Remuneration - Please refer Note no.16 Point no.9 of the Annual Report

8. AUDITORS, SECRETARIAL AUDITORS REPORT

a) Statutory Auditors:

M/s P.G.Bhagwat, Chartered Accountants, bearing FRN 101118W who are the Statutory Auditors of the Company hold office in accordance with the provisions of the Act, and are hereby re- appointed as Auditors of the company to hold office from conclusion of this Annual General Meeting till the conclusion of Thirty Fifth Annual General Meeting to be held for the Financial year 2016-17, as per Section 139 of the Companies Act, 2013. The Company has received the necessary eligibility certificate from the auditors and directors recommend the Resolution at Item No.3 of the Notice for the approval of members.

Audit Observations:

Referring to the qualifications by Auditors, the management views are as under:

i. We are making every effort to recover bad debts which are symbolic of recessionary trend in the manufacturing sector. Every year, we are recovering some of them and making provisions for the debts which could not be recovered.

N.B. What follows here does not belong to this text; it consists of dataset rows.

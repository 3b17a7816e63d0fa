//! Line-delimited JSON-RPC 2.0 wire format.
//!
//! Each request and each response occupies exactly one `\n`-terminated line.

use serde::Serialize;
use serde_json::{Map, Value};
use tracing::warn;

use crate::error::{Error, Result};

/// Protocol version string sent with every request.
pub const JSONRPC_VERSION: &str = "2.0";

/// JSON-RPC 2.0 request.
///
/// Fields serialize in declaration order: `jsonrpc`, `method`, `params`, `id`.
#[derive(Debug, Clone, PartialEq, Serialize)]
pub struct JsonRpcRequest {
    pub jsonrpc: &'static str,
    pub method: String,
    pub params: Map<String, Value>,
    pub id: u64,
}

impl JsonRpcRequest {
    pub fn new(id: u64, method: impl Into<String>, params: Map<String, Value>) -> Self {
        Self {
            jsonrpc: JSONRPC_VERSION,
            method: method.into(),
            params,
            id,
        }
    }
}

/// Serialize a request into a single newline-terminated line.
///
/// Compact serde_json output escapes control characters inside strings, so
/// the only raw newline is the terminator.
pub fn encode(request: &JsonRpcRequest) -> Result<String> {
    let mut line = serde_json::to_string(request).map_err(|e| Error::Protocol {
        line: format!("<unencodable request {}>", request.id),
        diagnostics: e.to_string(),
    })?;
    line.push('\n');
    Ok(line)
}

/// Parse one response line into the call outcome.
///
/// `diagnostics` is attached to the error if the line is malformed.
/// An `error` key wins over `result`; a missing or `null` result becomes `{}`.
pub fn decode(line: &str, diagnostics: impl FnOnce() -> String) -> Result<Value> {
    decode_response(line, None, diagnostics)
}

/// [`decode`], warning when the response carries an id other than `expected`.
///
/// Responses are matched by order, not id, so a mismatch is informational only.
pub(crate) fn decode_response(
    line: &str,
    expected: Option<u64>,
    diagnostics: impl FnOnce() -> String,
) -> Result<Value> {
    let parsed: Value = match serde_json::from_str(line.trim_end_matches(['\r', '\n'])) {
        Ok(value) => value,
        Err(_) => {
            return Err(Error::Protocol {
                line: line.to_string(),
                diagnostics: diagnostics(),
            });
        }
    };

    let Value::Object(mut response) = parsed else {
        return Err(Error::Protocol {
            line: line.to_string(),
            diagnostics: diagnostics(),
        });
    };

    if let Some(expected) = expected {
        match response.get("id") {
            None | Some(Value::Null) => {}
            Some(id) if id.as_u64() == Some(expected) => {}
            Some(id) => warn!(expected, got = %id, "response id mismatch"),
        }
    }

    if let Some(payload) = response.remove("error") {
        return Err(Error::Tool(payload));
    }

    match response.remove("result") {
        None | Some(Value::Null) => Ok(Value::Object(Map::new())),
        Some(result) => Ok(result),
    }
}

ii. The compensation asked by actuary every year is felt as unreasonable. The amount of deviation from our calculation and coming from the Actuaries could be insignificant to affect the profit and loss statement.

b) Secretarial Auditors:

The Secretarial Audit Report for FY 2014-15 is appended as "Annexure 2" and the observations made by the Secretarial Auditors are self-explanatory and do not call for any comments.

9. PARTICULARS OF LOAN, GUARANTEES OR INVESTMENTS

During the Financial Year, your Company has not given any loan, guarantees & investments covered under Section 186 of the Companies Act, 2013.

10. RELATED PARTY TRANSACTIONS

All related party transactions that were entered into during the financial year 2014-15 were on an arm's length basis and were in the ordinary course of business. All related party transactions are placed before the Audit Committee as also the Board for approval.

None of the Directors has any pecuniary relationships or transactions vis-a-vis the Company except remuneration paid to the Executive Director as per the Companies Act, 2013.

The particulars of Transactions with related parties in prescribed form under Section 134 of the Companies Act, 2013 has been mentioned in Note No. 12 of the Annual Report.

11. RESERVES

The company proposes not to carry any amount to reserves as it has incurred losses for the Financial Year 2014-2015.

12. DIVIDEND

Due to the losses incurred by the company, the Board has not recommended any dividend during the Financial Year 2014-2015.

13 MATERIAL CHANGES & COMMITMENTS BETWEEN THE DATE OF THE BALANCE SHEET & THE DATE OF REPORT

There are no material changes between the date of Balance Sheet & the date of this report that would affect the financial position of the Company.

14 CONSERVATION OF ENERGY, TECHNOLOGY ABSORPTION, FOREIGN EXCHANGE & OUTGO

Information required under Section 134 (3) (m) of the Companies Act, 2013 read with Rule 8 of the Companies (Accounts) Rules 2014 is given in "Annexure 3" attached to this Report.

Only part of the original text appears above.